Physics-informed neural networks for corrosion-fatigue prognosis

Abstract

In this paper, we present a novel physics-informed neural network modeling approach for corrosion-fatigue. The hybrid approach is designed to merge physics-informed and data-driven layers within deep neural networks. The result is a cumulative damage model where the physics-informed layers are used to model the relatively well-understood physics (crack growth through Paris law) and the data-driven layers account for the hard to model effects (damage bias due to corrosion). A numerical experiment is used to present the main features of the proposed physics-informed recurrent neural network for damage accumulation. The test problem consists of predicting corrosion-fatigue of an Al 2024-T3 alloy used on fuselage panels of aircraft wings. Besides cyclic loading, the panels are also subjected to saline corrosion (3.5% solution of sodium chloride, emulating coastal exposure). The physics-informed neural network is trained using full observation of inputs (far-field loads, stress ratio and a corrosion index for environment corrosivity defined by airport) and very limited observation of outputs (crack length at inspection for only a small portion of the fleet).

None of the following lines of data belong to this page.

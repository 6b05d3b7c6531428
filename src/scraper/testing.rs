//! In-memory session serving canned markup.

use async_trait::async_trait;
use bytes::Bytes;
use std::collections::{HashMap, VecDeque};
use std::sync::Mutex;
use std::sync::atomic::{AtomicUsize, Ordering};

use super::http_client::{HttpResponse, Session};
use crate::error::Result;

/// Serves GETs by URL and postbacks by their `__EVENTTARGET` value. Unknown
/// routes answer 404.
#[derive(Default)]
pub struct FakeSession {
    pages: HashMap<String, String>,
    postbacks: HashMap<String, String>,
    statuses: HashMap<String, u16>,
    chunk_size: usize,
    pub gets: Mutex<Vec<String>>,
    pub posts: Mutex<Vec<(String, Vec<(String, String)>)>>,
    pub headers: Mutex<Vec<(String, String)>>,
    pub chunks_served: std::sync::Arc<AtomicUsize>,
}

impl FakeSession {
    pub fn new() -> Self {
        Self {
            chunk_size: 64,
            ..Default::default()
        }
    }

    pub fn page(mut self, url: &str, body: impl Into<String>) -> Self {
        self.pages.insert(url.to_string(), body.into());
        self
    }

    pub fn postback(mut self, event_target: &str, body: impl Into<String>) -> Self {
        self.postbacks.insert(event_target.to_string(), body.into());
        self
    }

    pub fn status(mut self, url: &str, status: u16) -> Self {
        self.statuses.insert(url.to_string(), status);
        self
    }

    pub fn chunk_size(mut self, n: usize) -> Self {
        self.chunk_size = n.max(1);
        self
    }

    pub fn post_count(&self) -> usize {
        self.posts.lock().map(|p| p.len()).unwrap_or_default()
    }

    pub fn get_count(&self) -> usize {
        self.gets.lock().map(|g| g.len()).unwrap_or_default()
    }

    fn respond(&self, url: &str, body: Option<&String>) -> Box<dyn HttpResponse> {
        let status = self
            .statuses
            .get(url)
            .copied()
            .unwrap_or(if body.is_some() { 200 } else { 404 });
        let chunks = body
            .map(|b| {
                b.as_bytes()
                    .chunks(self.chunk_size)
                    .map(Bytes::copy_from_slice)
                    .collect::<VecDeque<_>>()
            })
            .unwrap_or_default();
        Box::new(FakeResponse {
            url: url.to_string(),
            status,
            chunks,
            served: self.chunks_served.clone(),
        })
    }
}

#[async_trait]
impl Session for FakeSession {
    async fn get(&self, url: &str) -> Result<Box<dyn HttpResponse>> {
        self.gets.lock().unwrap().push(url.to_string());
        Ok(self.respond(url, self.pages.get(url)))
    }

    async fn post(&self, url: &str, form: &[(&str, &str)]) -> Result<Box<dyn HttpResponse>> {
        let owned: Vec<(String, String)> = form
            .iter()
            .map(|(k, v)| (k.to_string(), v.to_string()))
            .collect();
        let target = owned
            .iter()
            .find(|(k, _)| k == "__EVENTTARGET")
            .map(|(_, v)| v.clone())
            .unwrap_or_default();
        self.posts.lock().unwrap().push((url.to_string(), owned));
        Ok(self.respond(url, self.postbacks.get(&target)))
    }

    fn set_header(&self, name: &str, value: &str) -> Result<()> {
        self.headers
            .lock()
            .unwrap()
            .push((name.to_string(), value.to_string()));
        Ok(())
    }
}

struct FakeResponse {
    url: String,
    status: u16,
    chunks: VecDeque<Bytes>,
    served: std::sync::Arc<AtomicUsize>,
}

#[async_trait]
impl HttpResponse for FakeResponse {
    fn status(&self) -> u16 {
        self.status
    }

    fn url(&self) -> &str {
        &self.url
    }

    async fn next_chunk(&mut self) -> Result<Option<Bytes>> {
        let chunk = self.chunks.pop_front();
        if chunk.is_some() {
            self.served.fetch_add(1, Ordering::SeqCst);
        }
        Ok(chunk)
    }
}
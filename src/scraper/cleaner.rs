//! Page transforms: captured elements into typed records.

use regex::Regex;
use std::collections::BTreeMap;
use std::sync::LazyLock;
use tracing::debug;

use super::parsers::{self, replace_nbsp};
use crate::dom::Element;
use crate::error::{Error, Result};
use crate::models::{
    Attendance, AttendanceLabel, Events, Listing, ListingRow, MatchResult, PlayoffRecord,
    RiderAverages, Scorecard, ScorecardLabel, Squad, SquadLabel, Standings, StandingsLabel,
    TeamScore, Teams, TextTable,
};

static HOME_TEAM_SUFFIX: LazyLock<Regex> = LazyLock::new(|| {
    Regex::new(r" \(H[^\)]*\)$").expect("hardcoded regex pattern is valid")
});
static ISO_DATE: LazyLock<Regex> =
    LazyLock::new(|| Regex::new(r"^\d{4}-\d{2}-\d{2}").expect("hardcoded regex pattern is valid"));
static FIGURE: LazyLock<Regex> =
    LazyLock::new(|| Regex::new(r"\d+").expect("hardcoded regex pattern is valid"));

// ── Listings ──────────────────────────────────────────────────────────────────

#[derive(Debug, Clone, Copy)]
enum Cell {
    /// First non-empty text in the subtree.
    FirstText,
    /// The cell's own leading text.
    Text,
    /// Link text plus the absolute URL of its target.
    Link,
}

const EVENTS_HEADER: [Cell; 4] = [Cell::FirstText, Cell::FirstText, Cell::Text, Cell::Text];
const EVENTS_BODY: [Cell; 4] = [Cell::Text, Cell::Text, Cell::Link, Cell::Link];
const TEAMS_HEADER: [Cell; 4] = [Cell::FirstText, Cell::FirstText, Cell::FirstText, Cell::Text];
const TEAMS_BODY: [Cell; 4] = [Cell::Text, Cell::Text, Cell::Text, Cell::Link];

fn row_cells<'a>(tr: &'a Element, layout: &[Cell]) -> Result<Vec<&'a Element>> {
    let cells: Vec<&Element> = tr.child_elements().collect();
    if cells.len() != layout.len() {
        return Err(Error::element(format!(
            "Expected {} cells per row, found {}.",
            layout.len(),
            cells.len()
        )));
    }
    Ok(cells)
}

fn listing(table: &Element, header: &[Cell], body: &[Cell], base_url: &str) -> Result<Listing> {
    let (thead, tbody) = parsers::sections(table)?;

    let header_row = match thead.find_child("tr") {
        Some(tr) => row_cells(tr, header)?
            .into_iter()
            .zip(header)
            .map(|(th, cell)| match cell {
                Cell::FirstText => th.first_stripped_text(),
                Cell::Text | Cell::Link => th.stripped_text(),
            })
            .collect(),
        None => Vec::new(),
    };

    let mut rows = Vec::new();
    for tr in tbody.descend(&["tr"]) {
        let mut row = ListingRow::default();
        for (td, cell) in row_cells(tr, body)?.into_iter().zip(body) {
            let (text, link) = match cell {
                Cell::FirstText => (td.first_stripped_text(), None),
                Cell::Text => (td.stripped_text(), None),
                Cell::Link => (
                    td.first_stripped_text(),
                    parsers::url_from_href(td, base_url),
                ),
            };
            row.cells.push(text);
            row.links.push(link);
        }
        rows.push(row);
    }
    debug!("Listing with {} row(s)", rows.len());

    Ok(Listing {
        header: header_row,
        rows,
    })
}

/// Events listing; the last two columns link to the scorecard and heat pages.
pub fn events(table: &Element, base_url: &str) -> Result<Events> {
    Ok(Events {
        table: Some(listing(table, &EVENTS_HEADER, &EVENTS_BODY, base_url)?),
    })
}

/// Teams listing; the last column links to the squad page.
pub fn teams(table: &Element, base_url: &str) -> Result<Teams> {
    Ok(Teams {
        table: Some(listing(table, &TEAMS_HEADER, &TEAMS_BODY, base_url)?),
    })
}

pub fn rider_averages(table: &Element) -> Result<RiderAverages> {
    let mut rows = parsers::first_stripped_text(table)?;
    replace_nbsp(1, &mut rows);
    Ok(RiderAverages { table: Some(rows) })
}

// ── Attendance ────────────────────────────────────────────────────────────────

pub fn attendance(elements: &BTreeMap<AttendanceLabel, Element>) -> Result<Attendance> {
    let mut out = Attendance::default();
    for (label, el) in elements {
        match label {
            AttendanceLabel::Average => out.average = Some(average_attendance(el)?),
            AttendanceLabel::Table => out.table = Some(parsers::first_stripped_text(el)?),
        }
    }
    Ok(out)
}

fn average_attendance(p: &Element) -> Result<String> {
    if p.find_child("b").is_none() {
        return Err(Error::element("Missing expected element <b>."));
    }
    p.tail_of("b")
        .map(|t| t.trim().to_string())
        .ok_or_else(|| Error::element("Missing expected tail text of element <b>."))
}

// ── Standings ─────────────────────────────────────────────────────────────────

pub fn standings(elements: &BTreeMap<StandingsLabel, Element>) -> Result<Standings> {
    let mut out = Standings::default();
    for (label, el) in elements {
        match label {
            StandingsLabel::Po1 => out.po1 = Some(playoff_records(el)?),
            StandingsLabel::Po2 => out.po2 = Some(playoff_records(el)?),
            StandingsLabel::Po3 => out.po3 = Some(playoff_records(el)?),
            StandingsLabel::Regular => out.regular = Some(parsers::first_stripped_text(el)?),
        }
    }
    Ok(out)
}

/// Fixtures of a play-off tree.
///
/// The tree flattens to text where every fixture is a run of five values
/// starting with its date, and a round label directly precedes the first
/// fixture of each round.
pub fn playoff_records(tree: &Element) -> Result<Vec<PlayoffRecord>> {
    const FIXTURE_LEN: usize = 5;

    let texts: Vec<String> = tree
        .iter_stripped_text()
        .map(|t| HOME_TEAM_SUFFIX.replace(t, "").into_owned())
        .collect();
    let dates: Vec<usize> = texts
        .iter()
        .enumerate()
        .filter(|(_, t)| ISO_DATE.is_match(t))
        .map(|(i, _)| i)
        .collect();

    let Some(&first) = dates.first() else {
        return Ok(Vec::new());
    };
    let round_at = |pos: usize| {
        pos.checked_sub(1)
            .and_then(|i| texts.get(i))
            .cloned()
            .ok_or_else(|| Error::element("Play-off fixture has no preceding round label."))
    };

    let mut round = round_at(first)?;
    let mut records = Vec::with_capacity(dates.len());
    for (i, &pos) in dates.iter().enumerate() {
        let Some(f) = texts.get(pos..pos + FIXTURE_LEN) else {
            return Err(Error::element(format!(
                "Incomplete play-off fixture at text position {pos}."
            )));
        };
        records.push(PlayoffRecord {
            round: round.clone(),
            date: f[0].clone(),
            home_team: f[1].clone(),
            home_points: f[2].clone(),
            away_team: f[3].clone(),
            away_points: f[4].clone(),
        });
        if let Some(&next) = dates.get(i + 1) {
            if next - pos > FIXTURE_LEN {
                round = round_at(next)?;
            }
        }
    }
    Ok(records)
}

// ── Scorecard ─────────────────────────────────────────────────────────────────

pub fn scorecard(elements: &BTreeMap<ScorecardLabel, Element>) -> Result<Scorecard> {
    let mut out = Scorecard::default();
    for (label, el) in elements {
        match label {
            ScorecardLabel::Result => out.result = Some(match_result(el)?),
            ScorecardLabel::Attendance => out.attendance = Some(attendance_figure(el)?),
            ScorecardLabel::Scorecard => out.scorecard = Some(heat_table(el)?),
        }
    }
    Ok(out)
}

fn match_result(div: &Element) -> Result<MatchResult> {
    let headings: Vec<String> = div
        .descendants()
        .into_iter()
        .filter(|e| e.name() == "h2")
        .map(Element::first_stripped_text)
        .collect();
    let [t1, p1, t2, p2] = <[String; 4]>::try_from(headings).map_err(|h| {
        Error::element(format!("Expected 4 <h2> elements, got {}.", h.len()))
    })?;
    if [&t1, &p1, &t2, &p2].iter().any(|t| t.is_empty()) {
        return Err(Error::element("Unable to extract text from all 4 <h2> elements."));
    }
    Ok(MatchResult {
        team1: TeamScore { name: t1, points: p1 },
        team2: TeamScore { name: t2, points: p2 },
    })
}

fn attendance_figure(h3: &Element) -> Result<String> {
    FIGURE
        .find(&h3.first_stripped_text())
        .map(|m| m.as_str().to_string())
        .ok_or_else(|| Error::element("Unable to extract attendance figure."))
}

/// Scorecard rows with every heat cell collapsed to `helmet/result/gate`.
///
/// Heat cells hold a two-row layout table: the first row carries helmet
/// colour, result and gate; when the colour is missing there it sits in the
/// first cell of the second row.
pub fn heat_table(table: &Element) -> Result<TextTable> {
    let mut copy = table.clone();
    let tbody = copy
        .find_child_mut("tbody")
        .ok_or_else(|| Error::element("Expected child <tbody> is missing from <table>."))?;
    rewrite_heat_cells(tbody, false)?;
    parsers::first_stripped_text(&copy)
}

fn is_rider_row(el: &Element) -> bool {
    el.name() == "tr" && el.attr("class").is_some_and(|c| c.contains("Driver"))
}

fn layout_table(td: &Element) -> Option<&Element> {
    td.descendants()
        .into_iter()
        .find(|e| e.name() == "table" && e.attr("class") == Some("DriverSchema"))
}

fn rewrite_heat_cells(el: &mut Element, in_rider_row: bool) -> Result<()> {
    let in_rider_row = in_rider_row || is_rider_row(el);
    for child in el.child_elements_mut() {
        if in_rider_row && child.name() == "td" && layout_table(child).is_some() {
            collapse_heat_cell(child)?;
        } else {
            rewrite_heat_cells(child, in_rider_row)?;
        }
    }
    Ok(())
}

fn collapse_heat_cell(td: &mut Element) -> Result<()> {
    let joined = {
        let layout = layout_table(td)
            .ok_or_else(|| Error::element("Heat cell has no layout table."))?;
        let rows: Vec<&Element> = layout
            .descendants()
            .into_iter()
            .filter(|e| e.name() == "tr")
            .collect();
        let divs_of = |tr: &Element| -> Vec<String> {
            tr.descendants()
                .into_iter()
                .filter(|e| e.name() == "div")
                .map(|d| match d.text() {
                    Some("\u{a0}") => String::from("\u{a0}"),
                    _ => d.first_stripped_text(),
                })
                .collect()
        };
        let mut values = rows
            .first()
            .copied()
            .map(divs_of)
            .filter(|v| !v.is_empty())
            .ok_or_else(|| Error::element("Heat cell layout has no values."))?;
        if values[0] == "\u{a0}" {
            values[0] = rows
                .get(1)
                .copied()
                .and_then(|tr| divs_of(tr).into_iter().next())
                .ok_or_else(|| Error::element("Heat cell is missing its helmet colour."))?;
        }
        values.join("/")
    };
    td.set_text(&joined);
    td.remove_first_child_element();
    Ok(())
}

// ── Squad ─────────────────────────────────────────────────────────────────────

pub fn squad(elements: &BTreeMap<SquadLabel, Element>) -> Result<Squad> {
    let mut out = Squad::default();
    for (label, el) in elements {
        match label {
            SquadLabel::Riders => out.riders = Some(rider_rows(el)?),
            SquadLabel::Guests => out.guests = guest_rows(el)?,
        }
    }
    Ok(out)
}

fn rider_rows(table: &Element) -> Result<TextTable> {
    let mut rows = parsers::first_stripped_text(table)?;
    replace_nbsp(0, &mut rows);
    Ok(rows)
}

fn guest_rows(table: &Element) -> Result<Option<TextTable>> {
    let empty = table
        .descendants()
        .into_iter()
        .any(|e| e.name() == "tr" && e.attr("class") == Some("rgNoRecords"));
    match empty {
        true => Ok(None),
        false => rider_rows(table).map(Some),
    }
}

We then address the following question: Is the physics-informed neural network able to properly compensate corrosion effects on fatigue damage accumulation? Results demonstrate that our proposed framework is able to accurately compensate for damage bias due to the lack of corrosion modeling in the mechanical fatigue model. Additionally, results indicate that corrosion plays a drastic role in crack propagation significantly reducing useful life.